People living in new builds could now have virtually zero energy bills.

We need short-term solutions to help with the real hardship people will face this year – such as extending the winter fuel payments scheme.

But we also need longer term solutions, like a mass home insulation programme, which would dramatically reduce the amount of energy we need to use to heat our homes.

Andy Hunter-Rossall

Green Party


Time to diversify the jobs at BAE

Over the past weeks BAE Systems appear in these pages, re. apprentice jobs, and also a couple of chief executive stories re. pay packages.

What makes the £1.1m package more obscene is that this was for military manufacture, much of which was sold to Saudi Arabia. With those British-produced planes, bombs and missiles Saudi Arabia is currently pounding Yemen.
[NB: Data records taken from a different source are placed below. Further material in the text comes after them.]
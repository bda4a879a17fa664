
use style_core::{ArtifactStore, PendingArtifact};
use style_persistence::{PgArtifactStore, PoolProvider};
use test_support::{unique_category, with_pool};

#[test]
fn stored_guides_are_listed_in_insertion_order() {
    let ran = with_pool(|pool| {
        let cat = unique_category("Fashion");
        let store = PgArtifactStore::new(PoolProvider { pool: pool.clone() });
        let first = store.store(PendingArtifact::new(&cat, "Dresses", "# Guide v1")).unwrap();
        let second = store.store(PendingArtifact::new(&cat, "Dresses", "# Guide v2").for_field("title").needs_review(true))
                          .unwrap();
        let listed = store.list_for(&cat, "Dresses").unwrap();
        assert_eq!(listed.len(), 2);
        assert_eq!(listed[0].id, first);
        assert_eq!(listed[1].id, second);
        assert_eq!(listed[1].field_name.as_deref(), Some("title"));
        assert!(listed[1].needs_review);
        assert!(store.list_for(&cat, "Skirts").unwrap().is_empty());
    });
    if ran.is_none() {
        eprintln!("DATABASE_URL not set - skipping");
    }
}
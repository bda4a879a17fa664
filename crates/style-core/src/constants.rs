//! Constantes del motor core.
//!
//! Algunos valores participan en el cálculo de fingerprints (`ENGINE_VERSION`)
//! y cambiarlos invalida la comparación entre ejecuciones registradas.

/// Versión lógica del motor. Entra en el fingerprint de cada stage y del run.
pub const ENGINE_VERSION: &str = "S1.0";

/// Valor comodín usado por el tier intermedio de las tablas de conocimiento.
pub const WILDCARD_TOKEN: &str = "ALL";

/// Tope de iteraciones usado cuando la configuración no indica otro.
pub const DEFAULT_MAX_ITERATIONS: u32 = 3;

/// Campo del crítico que transporta la lista de observaciones.
pub const DEFAULT_CRITIQUE_FIELD: &str = "feedback";

/// Claves que el controlador de iteración agrega al input de los workers.
pub const FEEDBACK_KEY: &str = "feedback";
pub const PREVIOUS_DRAFT_KEY: &str = "previous_draft";
pub const DRAFT_KEY: &str = "draft";

/// Nombres que ninguna variable de contexto ni stage puede usar.
pub const RESERVED_NAMES: &[&str] = &[FEEDBACK_KEY, PREVIOUS_DRAFT_KEY, DRAFT_KEY];
//! Definiciones de eventos y trait EventStore.

mod store;
mod types;

pub use store::{EventStore, InMemoryEventStore};
pub use types::{variant_letters, FlowEvent, FlowEventKind};
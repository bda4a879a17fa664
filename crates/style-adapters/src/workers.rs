//! Workers concretos.
//!
//! - `StubWorker`: respuestas deterministas por rol, sin red. Sirve para la
//!   CLI en modo offline y para los tests de extremo a extremo.
//! - `CommandWorker`: delega en un proceso externo que recibe
//!   `{"role", "input"}` por stdin y responde el payload por stdout.
use std::io::ErrorKind;
use std::process::Stdio;
use std::time::Duration;

use log::{debug, warn};
use serde_json::{json, Value};
use style_core::{Payload, Worker, WorkerFault};
use tokio::io::AsyncWriteExt;
use tokio::process::Command;

use crate::roles;

/// Marca que el stub agrega a cada revisión del borrador.
const REVISION_MARK: &str = "[revised]";

#[derive(Debug, Clone, Default)]
pub struct StubWorker {
    /// Rondas que el validador critica antes de aprobar.
    critique_rounds: usize,
    /// Rol que siempre falla con `Transport` (para simular caídas).
    failing_role: Option<String>,
}

impl StubWorker {
    /// Validador que aprueba el primer borrador.
    pub fn new() -> Self {
        Self::default()
    }

    pub fn critique_rounds(mut self, rounds: usize) -> Self {
        self.critique_rounds = rounds;
        self
    }

    pub fn failing(mut self, role: impl Into<String>) -> Self {
        self.failing_role = Some(role.into());
        self
    }

    fn respond(&self, role: &str, input: &Payload) -> Value {
        let category = text(input, "category");
        let product_type = text(input, "product_type");
        match role {
            roles::KNOWLEDGE_RETRIEVAL => json!({
                "baseline_rules_summary": summarize(text(input, "baseline_guidelines")),
                "legal_guidelines_summary": summarize(text(input, "legal_guidelines")),
            }),
            roles::DOMAIN_BREAKDOWN => json!({
                "category_insights": [format!("{category} shoppers compare materials first")],
            }),
            roles::PRODUCT_TYPE_ANALYSIS => {
                let fields: Vec<Value> = input.get("fields_needed")
                                              .and_then(Value::as_array)
                                              .map(|a| a.iter().filter_map(Value::as_str).collect::<Vec<_>>())
                                              .unwrap_or_default()
                                              .into_iter()
                                              .map(|f| json!({"field": f, "notes": format!("{f} for {product_type}")}))
                                              .collect();
                json!({
                    "product_type_analysis": format!("{product_type} within {category}"),
                    "field_guidelines": fields,
                })
            }
            roles::SCHEMA_INFERENCE => json!({
                "final_schema": format!("{category}/{product_type}: title, shortDesc, longDesc"),
                "schema_details": ["title is mandatory"],
            }),
            roles::STYLE_GUIDE_CONSTRUCTION => json!({
                "draft_style_guide": format!("# {category} / {product_type}\n\nSchema: {}", text(input, "final_schema")),
            }),
            roles::LEGAL_REVIEW => {
                let draft = input.get(roles::STYLE_GUIDE_CONSTRUCTION)
                                 .and_then(|v| v.get("draft_style_guide"))
                                 .and_then(Value::as_str)
                                 .unwrap_or_default();
                json!({"legally_reviewed_guide": draft, "legal_issues_found": []})
            }
            roles::FINAL_REFINEMENT => {
                let reviewed = input.get(roles::LEGAL_REVIEW)
                                    .and_then(|v| v.get("legally_reviewed_guide"))
                                    .and_then(Value::as_str)
                                    .unwrap_or_default();
                json!({"final_style_guide": reviewed, "notes": []})
            }
            roles::WRITER => {
                let previous = input.get("previous_draft")
                                    .and_then(|d| d.get("draft_text"))
                                    .and_then(Value::as_str);
                let field = text(input, "field_name");
                let draft = match previous {
                    Some(prev) => format!("{prev} {REVISION_MARK}"),
                    None => format!("{field} guide for {category} / {product_type}"),
                };
                json!({"draft_text": draft})
            }
            roles::VALIDATOR => {
                let draft = input.get("draft")
                                 .and_then(|d| d.get("draft_text"))
                                 .and_then(Value::as_str)
                                 .unwrap_or_default();
                let revisions = draft.matches(REVISION_MARK).count();
                let feedback: Vec<String> = if revisions < self.critique_rounds {
                    vec![format!("round {}: tighten the wording", revisions + 1)]
                } else {
                    Vec::new()
                };
                json!({"pending_text": draft, "feedback": feedback})
            }
            other => json!({"role": other}),
        }
    }
}

impl Worker for StubWorker {
    fn call(&self, role: &str, input: &Payload) -> Result<String, WorkerFault> {
        if self.failing_role.as_deref() == Some(role) {
            return Err(WorkerFault::Transport(format!("stub role '{role}' is down")));
        }
        Ok(self.respond(role, input).to_string())
    }
}

fn text<'a>(input: &'a Payload, key: &str) -> &'a str {
    input.get(key).and_then(Value::as_str).unwrap_or_default()
}

fn summarize(content: &str) -> String {
    match content.lines().next() {
        Some(first) if !first.trim().is_empty() => first.trim().to_string(),
        _ => "none".to_string(),
    }
}

/// Proceso externo por invocación.
///
/// Con `timeout` el proceso se mata al vencer el plazo (`kill_on_drop`), así
/// que un worker colgado no sobrevive a la llamada.
#[derive(Debug, Clone)]
pub struct CommandWorker {
    program: String,
    args: Vec<String>,
    timeout: Option<Duration>,
}

impl CommandWorker {
    pub fn new(program: impl Into<String>) -> Self {
        Self { program: program.into(),
               args: Vec::new(),
               timeout: None }
    }

    pub fn arg(mut self, arg: impl Into<String>) -> Self {
        self.args.push(arg.into());
        self
    }

    pub fn timeout(mut self, timeout: Duration) -> Self {
        self.timeout = Some(timeout);
        self
    }

    pub fn program(&self) -> &str {
        &self.program
    }

    async fn run(&self, role: &str, request: String) -> Result<String, WorkerFault> {
        let mut child = Command::new(&self.program).args(&self.args)
                                                   .kill_on_drop(true)
                                                   .stdin(Stdio::piped())
                                                   .stdout(Stdio::piped())
                                                   .stderr(Stdio::piped())
                                                   .spawn()
                                                   .map_err(|e| WorkerFault::Transport(format!("cannot spawn '{}': {e}", self.program)))?;
        let stdin = child.stdin.take();
        // stdin se escribe mientras se drena stdout; si no, un payload grande bloquea a ambos
        let write = async move {
            let Some(mut stdin) = stdin else {
                return Ok(());
            };
            match stdin.write_all(request.as_bytes()).await {
                Ok(()) => stdin.shutdown().await,
                // el proceso puede responder sin leer toda la entrada
                Err(e) if e.kind() == ErrorKind::BrokenPipe => Ok(()),
                Err(e) => Err(e),
            }
        };
        let (written, output) = tokio::join!(write, child.wait_with_output());
        let output = output.map_err(|e| WorkerFault::Transport(format!("worker process failed: {e}")))?;
        if !output.status.success() {
            let stderr = String::from_utf8_lossy(&output.stderr);
            warn!("worker '{}' exited with {} for role '{}'", self.program, output.status, role);
            return Err(WorkerFault::Transport(format!("exit status {}: {}", output.status, stderr.trim())));
        }
        written.map_err(|e| WorkerFault::Transport(format!("cannot write request: {e}")))?;
        String::from_utf8(output.stdout).map_err(|e| WorkerFault::Transport(format!("stdout is not UTF-8: {e}")))
    }
}

impl Worker for CommandWorker {
    fn call(&self, role: &str, input: &Payload) -> Result<String, WorkerFault> {
        let request = json!({"role": role, "input": input}).to_string();
        debug!("spawning '{}' for role '{}'", self.program, role);
        let runtime = tokio::runtime::Builder::new_current_thread().enable_all()
                                                                   .build()
                                                                   .map_err(|e| WorkerFault::Transport(format!("cannot start runtime: {e}")))?;
        runtime.block_on(async {
                   let Some(limit) = self.timeout else {
                       return self.run(role, request).await;
                   };
                   match tokio::time::timeout(limit, self.run(role, request)).await {
                       Ok(res) => res,
                       Err(_) => {
                           warn!("worker '{}' killed after {:?} for role '{}'", self.program, limit, role);
                           Err(WorkerFault::Timeout(limit))
                       }
                   }
               })
    }
}

#[cfg(test)]
mod tests {
    use super::*;
    use style_core::{PayloadSpec, WorkerInvoker};
    use std::sync::Arc;

    use crate::payloads::{FieldDraft, Verdict};

    fn input(v: Value) -> Payload {
        v.as_object().cloned().unwrap()
    }

    #[test]
    fn stub_validator_critiques_until_enough_revisions() {
        let stub = StubWorker::new().critique_rounds(1);
        let first = input(json!({"draft": {"draft_text": "title guide"}}));
        let v: Value = serde_json::from_str(&stub.call(roles::VALIDATOR, &first).unwrap()).unwrap();
        assert_eq!(v["feedback"], json!(["round 1: tighten the wording"]));

        let revised = input(json!({"draft": {"draft_text": "title guide [revised]"}}));
        let v: Value = serde_json::from_str(&stub.call(roles::VALIDATOR, &revised).unwrap()).unwrap();
        assert_eq!(v["feedback"], json!([]));
    }

    #[test]
    fn stub_outputs_satisfy_role_schemas() {
        let stub: Arc<dyn Worker> = Arc::new(StubWorker::new());
        let base = json!({"category": "Fashion", "product_type": "Dresses", "field_name": "title",
                          "baseline_guidelines": "", "feedback": []});
        let draft = WorkerInvoker::new(roles::writer(), Arc::clone(&stub)).invoke(&input(base.clone())).unwrap();
        assert!(FieldDraft::from_payload(&draft).is_ok());

        let mut critic_in = input(base);
        critic_in.insert("draft".into(), Value::Object(draft));
        let verdict = WorkerInvoker::new(roles::validator(), stub).invoke(&critic_in).unwrap();
        assert!(Verdict::from_payload(&verdict).unwrap().feedback.is_empty());
    }

    #[test]
    fn blank_style_guide_draft_is_rejected_at_the_boundary() {
        let blank = style_core::FnWorker::new(|_, _| Ok(r#"{"draft_style_guide": "   "}"#.to_string()));
        let invoker = WorkerInvoker::new(roles::style_guide_construction(), Arc::new(blank));
        let input = input(json!({"category": "Fashion", "product_type": "Dresses", "final_schema": "title"}));
        match invoker.invoke(&input) {
            Err(style_core::WorkerError::SchemaViolation { role, reason }) => {
                assert_eq!(role, roles::STYLE_GUIDE_CONSTRUCTION);
                assert!(reason.contains("draft_style_guide must not be blank"));
            }
            other => panic!("unexpected {other:?}"),
        }
    }

    #[test]
    fn failing_role_reports_transport_fault() {
        let stub = StubWorker::new().failing(roles::LEGAL_REVIEW);
        assert!(matches!(stub.call(roles::LEGAL_REVIEW, &Payload::new()), Err(WorkerFault::Transport(_))));
        assert!(stub.call(roles::DOMAIN_BREAKDOWN, &Payload::new()).is_ok());
    }

    #[cfg(unix)]
    #[test]
    fn command_worker_reads_stdout_and_maps_exit_status() {
        let echo = CommandWorker::new("sh").arg("-c").arg("cat > /dev/null; echo '{\"draft_text\": \"from sh\"}'");
        let raw = echo.call(roles::WRITER, &Payload::new()).unwrap();
        assert!(raw.contains("from sh"));

        let broken = CommandWorker::new("sh").arg("-c").arg("cat > /dev/null; echo boom >&2; exit 3");
        match broken.call(roles::WRITER, &Payload::new()) {
            Err(WorkerFault::Transport(msg)) => assert!(msg.contains("boom")),
            other => panic!("unexpected {other:?}"),
        }
    }

    #[cfg(unix)]
    #[test]
    fn command_worker_kills_the_process_when_the_deadline_passes() {
        let pid_file = std::env::temp_dir().join(format!("styleflow-worker-{}.pid", std::process::id()));
        let script = format!("echo $$ > {}; exec sleep 5", pid_file.display());
        let slow = CommandWorker::new("sh").arg("-c").arg(script).timeout(Duration::from_millis(200));

        let started = std::time::Instant::now();
        assert_eq!(slow.call(roles::WRITER, &Payload::new()), Err(WorkerFault::Timeout(Duration::from_millis(200))));
        assert!(started.elapsed() < Duration::from_secs(4));

        std::thread::sleep(Duration::from_millis(300));
        let pid = std::fs::read_to_string(&pid_file).unwrap();
        let _ = std::fs::remove_file(&pid_file);
        // muerto o zombie, nunca durmiendo
        if let Ok(stat) = std::fs::read_to_string(format!("/proc/{}/stat", pid.trim())) {
            let state = stat.rsplit(')').next().unwrap().trim_start().chars().next().unwrap();
            assert!(state == 'Z' || state == 'X', "worker process still alive in state {state}");
        }
    }

    #[cfg(unix)]
    #[test]
    fn command_worker_streams_large_requests() {
        let big = "x".repeat(1 << 20);
        let echo = CommandWorker::new("cat").timeout(Duration::from_secs(20));
        let mut payload = Payload::new();
        payload.insert("brief".into(), Value::String(big.clone()));

        let raw = echo.call(roles::WRITER, &payload).unwrap();
        let v: Value = serde_json::from_str(&raw).unwrap();
        assert_eq!(v["role"], json!(roles::WRITER));
        assert_eq!(v["input"]["brief"].as_str().map(str::len), Some(big.len()));
    }
}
Just the other week we had reports of children killed by Saudi Air strikes. There is a humanitarian catastrophe. So looking at the salaries of the CEO we should have a fair balance of pay for workers. At the same time a Defence Diversification Agency needs to be established which would promote the switch from military manufacture to the establishment of socially useful production units. There the skills of the workforce could be transferred, for example, to the infrastructure for genuine sustainable energy such as wind turbines or the units for tidal and wind energy.

Royston Jones



Let us hope this is not a false dawn

Overall the pandemic appears to be easing although parts of the country and some other states are still experiencing high death and new infection rates.

What is not being discussed openly by government or SAGE is the possibility of a new variant to succeed Omicron that is virulent.

Viruses can and do mutate many, many times. There is no guarantee therefore that the current one will behave differently to thousands of previous ones.

Over the past two years Sars Cov-2 has mutated many, many times. The majority of the variants have not helped the virus; they become mere passengers. But every now and again a variant gets lucky and allows its progeny to survive, thrive and reproduce. New variants are not necessarily more virulent but they place increasing pressure on health systems.

Let us hope we are not facing a false dawn.